Many universities have programs where students are required to complete professional industry placements in the form of ‘on-the-job’ training and experience. We regularly invite placement students to work with us for a placement experience. Our close relationship with Deakin University and the alignment between the University’s Master of Psychology (Organisational) and our work provides the perfect space for learning.
There are a number of reasons we love having placement students spend time with us. We love the buzz brought by new faces in the office, and we also love that we can give back to the profession by passing on learning we’ve acquired since completing our own studies. Placement students also provide valuable contributions to the business, highlighting new research and any current and upcoming trends in the thought leadership space. Finally, placement candidates are a good place to look for talent when expanding our team.
At the moment, we have two students completing placement with us. Eliza and Sean are both from the Master of Psychology (Organisational).
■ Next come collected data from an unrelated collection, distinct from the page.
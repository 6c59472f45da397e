//! Helper functions and utilities for tests
#![allow(dead_code)]

use pose_drive::{
    constants::{
        LEFT_HIP, LEFT_INDEX, LEFT_PINKY, LEFT_SHOULDER, LEFT_THUMB, LEFT_WRIST, NUM_POSE_LANDMARKS, RIGHT_HIP,
        RIGHT_INDEX, RIGHT_PINKY, RIGHT_SHOULDER, RIGHT_THUMB, RIGHT_WRIST,
    },
    input_sink::{Button, InputSink},
    landmarks::{Landmark, PoseLandmarks},
    Result,
};

/// Builder for synthetic poses with an upright torso and open hands
#[derive(Debug, Clone)]
pub struct PoseBuilder {
    points: [Landmark; NUM_POSE_LANDMARKS],
}

impl PoseBuilder {
    /// Upright torso, hands level in front of the chest
    pub fn new() -> Self {
        let mut points = [Landmark::new(0.5, 0.5, 0.0); NUM_POSE_LANDMARKS];
        points[LEFT_SHOULDER] = Landmark::new(0.6, 0.3, 0.0);
        points[RIGHT_SHOULDER] = Landmark::new(0.4, 0.3, 0.0);
        points[LEFT_HIP] = Landmark::new(0.58, 0.7, 0.0);
        points[RIGHT_HIP] = Landmark::new(0.42, 0.7, 0.0);
        Self { points }.hands((0.7, 0.5), (0.3, 0.5))
    }

    /// Place both hand centres (camera coordinates) with open hands
    pub fn hands(mut self, left: (f64, f64), right: (f64, f64)) -> Self {
        Self::open_hand(&mut self.points, [LEFT_WRIST, LEFT_PINKY, LEFT_INDEX, LEFT_THUMB], left);
        Self::open_hand(&mut self.points, [RIGHT_WRIST, RIGHT_PINKY, RIGHT_INDEX, RIGHT_THUMB], right);
        self
    }

    /// Wrist below the fingers; the four points average to `center`
    fn open_hand(points: &mut [Landmark; NUM_POSE_LANDMARKS], [wrist, pinky, index, thumb]: [usize; 4], center: (f64, f64)) {
        let (x, y) = center;
        points[wrist] = Landmark::new(x, y + 0.06, 0.0);
        points[pinky] = Landmark::new(x, y - 0.02, 0.0);
        points[index] = Landmark::new(x, y - 0.02, 0.0);
        points[thumb] = Landmark::new(x, y - 0.02, 0.0);
    }

    /// Close the left hand: fingertips on the wrist
    pub fn left_fist(mut self) -> Self {
        let wrist = self.points[LEFT_WRIST];
        self.points[LEFT_INDEX] = wrist;
        self.points[LEFT_THUMB] = wrist;
        self
    }

    /// Close the right hand: fingertips on the wrist
    pub fn right_fist(mut self) -> Self {
        let wrist = self.points[RIGHT_WRIST];
        self.points[RIGHT_INDEX] = wrist;
        self.points[RIGHT_THUMB] = wrist;
        self
    }

    /// Move the shoulders towards (negative) or away from (positive) the camera
    pub fn shoulder_depth(mut self, z: f64) -> Self {
        self.points[LEFT_SHOULDER].z = z;
        self.points[RIGHT_SHOULDER].z = z;
        self
    }

    /// Push every hand point to the given depth
    pub fn hand_depth(mut self, z: f64) -> Self {
        for i in [
            LEFT_WRIST, LEFT_PINKY, LEFT_INDEX, LEFT_THUMB, RIGHT_WRIST, RIGHT_PINKY, RIGHT_INDEX, RIGHT_THUMB,
        ] {
            self.points[i].z = z;
        }
        self
    }

    pub fn build(self) -> PoseLandmarks {
        PoseLandmarks::new(self.points)
    }
}

impl Default for PoseBuilder {
    fn default() -> Self {
        Self::new()
    }
}

/// One call received by a [`RecordingSink`]
#[derive(Debug, Clone, PartialEq)]
pub enum SinkCall {
    LeftJoystick(f64, f64),
    RightJoystick(f64, f64),
    LeftTrigger(f64),
    RightTrigger(f64),
    Press(Button),
    Release(Button),
    ReleaseAll,
}

/// Sink that records every call
#[derive(Debug, Default)]
pub struct RecordingSink {
    pub calls: Vec<SinkCall>,
}

impl RecordingSink {
    pub fn new() -> Self {
        Self::default()
    }

    /// Button presses and releases only, in order
    pub fn button_calls(&self) -> Vec<SinkCall> {
        self.calls
            .iter()
            .filter(|c| matches!(c, SinkCall::Press(_) | SinkCall::Release(_)))
            .cloned()
            .collect()
    }

    /// Last horizontal stick value sent
    pub fn last_steering(&self) -> Option<f64> {
        self.calls.iter().rev().find_map(|c| match c {
            SinkCall::LeftJoystick(x, _) => Some(*x),
            _ => None,
        })
    }
}

impl InputSink for RecordingSink {
    fn left_joystick(&mut self, x: f64, y: f64) -> Result<()> {
        self.calls.push(SinkCall::LeftJoystick(x, y));
        Ok(())
    }

    fn right_joystick(&mut self, x: f64, y: f64) -> Result<()> {
        self.calls.push(SinkCall::RightJoystick(x, y));
        Ok(())
    }

    fn left_trigger(&mut self, value: f64) -> Result<()> {
        self.calls.push(SinkCall::LeftTrigger(value));
        Ok(())
    }

    fn right_trigger(&mut self, value: f64) -> Result<()> {
        self.calls.push(SinkCall::RightTrigger(value));
        Ok(())
    }

    fn press_button(&mut self, button: Button) -> Result<()> {
        self.calls.push(SinkCall::Press(button));
        Ok(())
    }

    fn release_button(&mut self, button: Button) -> Result<()> {
        self.calls.push(SinkCall::Release(button));
        Ok(())
    }

    fn release(&mut self) -> Result<()> {
        self.calls.push(SinkCall::ReleaseAll);
        Ok(())
    }

    fn name(&self) -> &str {
        "recording"
    }
}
We recently sat down with them to find out more about their experience with us!
1. Why organisational psychology?
Sean: After reading many books on how to get more out
of work and how to maximise job satisfaction, I decided that entering the
profession dedicated to solving these (and other) problems, organisational
psychology, was likely to be a safe career bet!
psychology has such a large variety of work and when executed well, has the
ability to have huge positive impacts for individuals, teams, and whole
organisations. It incorporates my passion for an individual’s wellbeing and
relationships whilst also tackling business and management issues such as
change management and organisational design.
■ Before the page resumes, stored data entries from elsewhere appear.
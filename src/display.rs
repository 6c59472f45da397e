//! On-screen feedback for the frame loop.

use crate::{
    config::WindowConfig,
    constants::{
        VISUAL_FIST_CIRCLE_COLOR, VISUAL_FIST_CIRCLE_RADIUS, VISUAL_SHOW_CAM_CAPTURE, VISUAL_SHOW_FPS,
        VISUAL_SHOW_POSE_ESTIMATION,
    },
    landmarks::{PoseLandmarks, UPPER_BODY_CONNECTIONS},
    mapping::{ControlFeature, Point2},
    presets::{Preset, Settings},
    utils::{parse_hex_color, safe_cast::f64_to_i32_clamp},
    Result,
};
use log::{debug, info, warn};
use opencv::{
    core::{self, Mat, Point, Rect, Scalar, CV_8UC3},
    highgui::{self, WINDOW_AUTOSIZE},
    imgproc::{self, FONT_HERSHEY_SIMPLEX, LINE_8},
    prelude::*,
};
use std::sync::{Arc, PoisonError, RwLock};

/// Frame shown when the camera delivers nothing
const FALLBACK_SIZE: (i32, i32) = (480, 640);

/// What the user asked for while a frame was on screen
#[derive(Debug, Clone, Copy, PartialEq, Eq)]
pub enum DisplayEvent {
    /// Keep going
    Continue,
    /// Stop the frame loop
    Quit,
    /// Activate the next preset in name order
    NextPreset,
    /// Activate the previous preset in name order
    PreviousPreset,
}

/// Translate a highgui key code; -1 (no key) and unbound keys continue
#[must_use]
pub fn key_event(key: i32) -> DisplayEvent {
    match key {
        27 => DisplayEvent::Quit,
        k if k == i32::from(b'q') => DisplayEvent::Quit,
        k if k == i32::from(b']') => DisplayEvent::NextPreset,
        k if k == i32::from(b'[') => DisplayEvent::PreviousPreset,
        _ => DisplayEvent::Continue,
    }
}

/// Something that presents a processed frame
pub trait DisplaySink {
    /// Show one frame and report what the user asked for
    ///
    /// # Errors
    ///
    /// Returns an error if drawing or the window system fails
    fn render(
        &mut self,
        frame: &Mat,
        landmarks: Option<&PoseLandmarks>,
        feature: &ControlFeature,
        fps: f64,
    ) -> Result<DisplayEvent>;

    /// Tear the display down
    fn close(&mut self) {}
}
2. There are many places you can approach for placement. What led you to choosing Spring Point?
Eliza: Spring Point grabbed my attention as it was a consultancy that worked across leadership, learning and performance culture. I was also impressed by the quality and variety of clients. Culturally, after speaking with Noel and Katie at Spring Point, I felt that my values were closely aligned with the organisation. Spring Point genuinely care about making me feel supported, whilst also making it a priority to push me out of my comfort zone.
3. What types of projects have you been involved in while on placement here?
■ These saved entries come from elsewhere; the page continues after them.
//! Small helpers shared by the display and the frame loop.

pub mod safe_cast;

use crate::{Error, Result};
use std::time::Duration;

/// Frame-rate estimate averaged over a fixed number of frames
///
/// The value is only refreshed once every `accum_frames` ticks so the
/// caption does not flicker.
#[derive(Debug, Clone)]
pub struct FpsCounter {
    accum_target: u32,
    accum_count: u32,
    accum_time: Duration,
    smoothed: f64,
}

impl FpsCounter {
    /// Create a counter refreshing every `accum_frames` frames
    #[must_use]
    pub fn new(accum_frames: u32) -> Self {
        Self {
            accum_target: accum_frames.max(1),
            accum_count: 0,
            accum_time: Duration::ZERO,
            smoothed: 0.0,
        }
    }

    /// Record one frame that took `delta`, returning the smoothed rate
    pub fn tick(&mut self, delta: Duration) -> f64 {
        self.accum_count += 1;
        self.accum_time += delta;
        if self.accum_count >= self.accum_target {
            let secs = self.accum_time.as_secs_f64();
            if secs > 0.0 {
                self.smoothed = f64::from(self.accum_count) / secs;
            }
            self.accum_count = 0;
            self.accum_time = Duration::ZERO;
        }
        self.smoothed
    }

    /// Last smoothed rate, 0 before the first refresh
    #[must_use]
    pub const fn fps(&self) -> f64 {
        self.smoothed
    }
}

/// Parse a `#rrggbb` colour into `(r, g, b)`
///
/// # Errors
///
/// Returns an error if the string is not six hex digits with an optional
/// leading `#`
pub fn parse_hex_color(text: &str) -> Result<(u8, u8, u8)> {
    let hex = text.trim().trim_start_matches('#');
    if hex.len() != 6 || !hex.chars().all(|c| c.is_ascii_hexdigit()) {
        return Err(Error::InvalidInput(format!("Invalid colour '{text}', expected #rrggbb")));
    }
    let channel = |i: usize| {
        u8::from_str_radix(&hex[i..i + 2], 16)
            .map_err(|e| Error::InvalidInput(format!("Invalid colour '{text}': {e}")))
    };
    Ok((channel(0)?, channel(2)?, channel(4)?))
}

#[cfg(test)]
mod tests {
    use super::*;

    #[test]
    fn test_fps_counter_refreshes_after_accumulation() {
        let mut counter = FpsCounter::new(4);
        for _ in 0..3 {
            assert_eq!(counter.tick(Duration::from_millis(50)), 0.0);
        }
        let fps = counter.tick(Duration::from_millis(50));
        assert!((fps - 20.0).abs() < 1e-9);
        assert!((counter.fps() - 20.0).abs() < 1e-9);
    }

    #[test]
    fn test_fps_counter_zero_frames_clamped() {
        let mut counter = FpsCounter::new(0);
        let fps = counter.tick(Duration::from_millis(100));
        assert!((fps - 10.0).abs() < 1e-9);
    }

    #[test]
    fn test_parse_hex_color() {
        assert_eq!(parse_hex_color("#ffffff").unwrap(), (255, 255, 255));
        assert_eq!(parse_hex_color("00ff80").unwrap(), (0, 255, 128));
        assert!(parse_hex_color("#fff").is_err());
        assert!(parse_hex_color("#gggggg").is_err());
    }
}
//! Configuration management for the pose-drive application

use crate::{
    constants::{DEFAULT_FPS, DEFAULT_PRESET_NAME},
    keyboard::KeyBindings,
    Error, Result,
};
use serde::{Deserialize, Serialize};
use std::path::{Path, PathBuf};

/// Application configuration
#[derive(Debug, Clone, Default, PartialEq, Serialize, Deserialize)]
#[serde(default)]
pub struct AppConfig {
    /// Camera capture settings
    pub camera: CameraConfig,

    /// Overlay window settings
    pub window: WindowConfig,

    /// Preset storage
    pub preferences: PreferencesConfig,

    /// Pose landmark model
    pub detector: DetectorConfig,

    /// Where control output goes
    pub input: InputConfig,

    /// Live parameter panel
    pub tuning: TuningConfig,
}

/// Camera capture settings
#[derive(Debug, Clone, PartialEq, Eq, Serialize, Deserialize)]
#[serde(default)]
pub struct CameraConfig {
    /// Video device index
    pub index: i32,

    /// Requested frame width
    pub width: u32,

    /// Requested frame height
    pub height: u32,

    /// Target frame rate of the loop
    pub fps: u32,

    /// Mirror the displayed frame
    pub mirror: bool,
}

impl Default for CameraConfig {
    fn default() -> Self {
        Self {
            index: 0,
            width: 640,
            height: 480,
            fps: DEFAULT_FPS,
            mirror: true,
        }
    }
}

/// Overlay window settings
#[derive(Debug, Clone, PartialEq, Eq, Serialize, Deserialize)]
#[serde(default)]
pub struct WindowConfig {
    /// Show the overlay window; headless when false
    pub enabled: bool,

    /// Window title
    pub caption: String,

    /// Append the smoothed FPS to the title
    pub show_caption_fps: bool,

    /// Frames averaged per FPS refresh
    pub smooth_fps_accum_frames: u32,
}

impl Default for WindowConfig {
    fn default() -> Self {
        Self {
            enabled: true,
            caption: "pose-drive".to_string(),
            show_caption_fps: true,
            smooth_fps_accum_frames: 10,
        }
    }
}

/// Preset storage
#[derive(Debug, Clone, PartialEq, Eq, Serialize, Deserialize)]
#[serde(default)]
pub struct PreferencesConfig {
    /// Directory scanned for `*.json` presets
    pub presets_dir: PathBuf,

    /// Preset applied after loading
    pub default_preset: String,

    /// Write the live parameters back into the active preset on exit
    pub save_preset_on_close: bool,
}

impl Default for PreferencesConfig {
    fn default() -> Self {
        Self {
            presets_dir: PathBuf::from("Presets"),
            default_preset: DEFAULT_PRESET_NAME.to_string(),
            save_preset_on_close: false,
        }
    }
}

/// Pose landmark model
#[derive(Debug, Clone, PartialEq, Serialize, Deserialize)]
#[serde(default)]
pub struct DetectorConfig {
    /// Path to the `ONNX` landmark model
    pub model_path: PathBuf,

    /// Minimum pose presence score (0.0-1.0)
    pub min_detection_confidence: f32,

    /// Frames whose mean upper-body visibility falls below this count as no detection
    pub min_visibility: f64,
}

impl Default for DetectorConfig {
    fn default() -> Self {
        Self {
            model_path: PathBuf::from("assets/pose_landmark.onnx"),
            min_detection_confidence: 0.5,
            min_visibility: 0.0,
        }
    }
}

/// Kind of input sink
#[derive(Debug, Clone, Copy, Default, PartialEq, Eq, Serialize, Deserialize, clap::ValueEnum)]
#[serde(rename_all = "lowercase")]
pub enum SinkKind {
    /// Virtual gamepad through uinput
    #[default]
    Gamepad,
    /// Held keys through X11 XTest
    Keyboard,
    /// Discard all output
    None,
}

/// Where control output goes
#[derive(Debug, Clone, PartialEq, Serialize, Deserialize)]
#[serde(default)]
pub struct InputConfig {
    /// Sink kind
    pub sink: SinkKind,

    /// Keys used by the keyboard sink
    pub keys: KeyBindings,

    /// Stick deflection that holds a steering key
    pub axis_threshold: f64,

    /// Trigger pressure that holds throttle or brake
    pub trigger_threshold: f64,
}

impl Default for InputConfig {
    fn default() -> Self {
        Self {
            sink: SinkKind::default(),
            keys: KeyBindings::default(),
            axis_threshold: 0.3,
            trigger_threshold: 0.3,
        }
    }
}

/// Live parameter panel
#[derive(Debug, Clone, Default, PartialEq, Eq, Serialize, Deserialize)]
#[serde(default)]
pub struct TuningConfig {
    /// Show the trackbar window
    pub enabled: bool,
}

impl AppConfig {
    /// Load configuration from a YAML file
    ///
    /// # Errors
    ///
    /// Returns an error if the file cannot be read or parsed
    pub fn from_file<P: AsRef<Path>>(path: P) -> Result<Self> {
        let content = std::fs::read_to_string(path)?;

        serde_yaml::from_str(&content).map_err(|e| Error::ConfigError(format!("Failed to parse config: {e}")))
    }

    /// Save configuration to a YAML file
    ///
    /// # Errors
    ///
    /// Returns an error if serialisation or the write fails
    pub fn to_file<P: AsRef<Path>>(&self, path: P) -> Result<()> {
        let content = serde_yaml::to_string(self)
            .map_err(|e| Error::ConfigError(format!("Failed to serialize config: {e}")))?;

        std::fs::write(path, content)?;

        Ok(())
    }

    /// Validate configuration
    ///
    /// # Errors
    ///
    /// Returns a `ConfigError` naming the first invalid field
    pub fn validate(&self) -> Result<()> {
        if self.camera.fps == 0 {
            return Err(Error::ConfigError("Camera FPS must be greater than 0".to_string()));
        }
        if self.camera.width == 0 || self.camera.height == 0 {
            return Err(Error::ConfigError("Camera resolution must be non-zero".to_string()));
        }
        if self.window.smooth_fps_accum_frames == 0 {
            return Err(Error::ConfigError(
                "smooth_fps_accum_frames must be greater than 0".to_string(),
            ));
        }
        if self.preferences.default_preset.trim().is_empty() {
            return Err(Error::ConfigError("Default preset name must not be empty".to_string()));
        }
        if !(0.0..=1.0).contains(&self.detector.min_detection_confidence) {
            return Err(Error::ConfigError(
                "Detection confidence must be between 0.0 and 1.0".to_string(),
            ));
        }
        if !(0.0..=1.0).contains(&self.detector.min_visibility) {
            return Err(Error::ConfigError("Minimum visibility must be between 0.0 and 1.0".to_string()));
        }
        if !(0.0..1.0).contains(&self.input.axis_threshold) {
            return Err(Error::ConfigError("Axis threshold must be in [0.0, 1.0)".to_string()));
        }
        if !(0.0..1.0).contains(&self.input.trigger_threshold) {
            return Err(Error::ConfigError("Trigger threshold must be in [0.0, 1.0)".to_string()));
        }

        Ok(())
    }
}

/// Example configuration file content
pub const EXAMPLE_CONFIG: &str = r#"# pose-drive configuration

camera:
  index: 0
  width: 640
  height: 480
  fps: 30
  mirror: true

window:
  enabled: true
  caption: "pose-drive"
  show_caption_fps: true
  smooth_fps_accum_frames: 10

preferences:
  presets_dir: "Presets"
  default_preset: "default"
  save_preset_on_close: false

detector:
  model_path: "assets/pose_landmark.onnx"
  min_detection_confidence: 0.5
  min_visibility: 0.0

# sink: gamepad | keyboard | none
input:
  sink: gamepad
  axis_threshold: 0.3
  trigger_threshold: 0.3
  keys:
    steer_left: "a"
    steer_right: "d"
    throttle: "w"
    brake: "s"
    buttons:
      a: "return"
      y: "space"
      start: "escape"

tuning:
  enabled: false
"#;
Sean: I’ve been lucky to be involved in many projects, and I started placement by applying digital solutions such as eLearning to client problems. More recently I have been involved with building capability frameworks, development guides, volunteering programs, and the facilitation of a face-to-face manager workshop. All have been interesting, and all have provided me invaluable insights and lessons about the profession.
4. What are some highlights from your time here?
Eliza: Gosh so many. But two that come to mind are, being given the opportunity to interact with clients face-to-face within my first few weeks. It felt that Spring Point trusted me and prioritised my development. Also, getting to know everyone in the office very quickly. I’ve formed relationships with such intelligent, like-minded and inspiring individuals. And the team constantly engage with each other, with team lunches and knowledge shares on a Friday afternoon. It’s the real benefit of working for an organisation with less than 15 employees!
5. How has Spring Point pushed you out of your comfort zone to drive your learning?
Sean: I think the biggest adjustment has been working with moving timelines and targets within projects. One day you may have a plan to work on a particular project but end up having an urgent client request on another project take up the rest of your day. It’s a great opportunity to learn how to better juggle and prioritise competing demands in a way that non-consulting roles do not require.
6. What is one interesting thing about Spring Point that you didn’t know before you started your placement?
Eliza: That every day is so different! One day there may only be a few people in the office as everyone is meeting with clients, facilitating workshops or taking advantage of the flexible work arrangements, working from home or in a café. Whereas you may arrive the following day and there is a full house with everyone discussing which Bánh mì they are going to get for lunch when we walk down Clarendon Street together. We may even have Alfie the dog, our newest ‘employee’ join us.
7. What is one lesson this placement has taught you that you will take with you to future placements/employment?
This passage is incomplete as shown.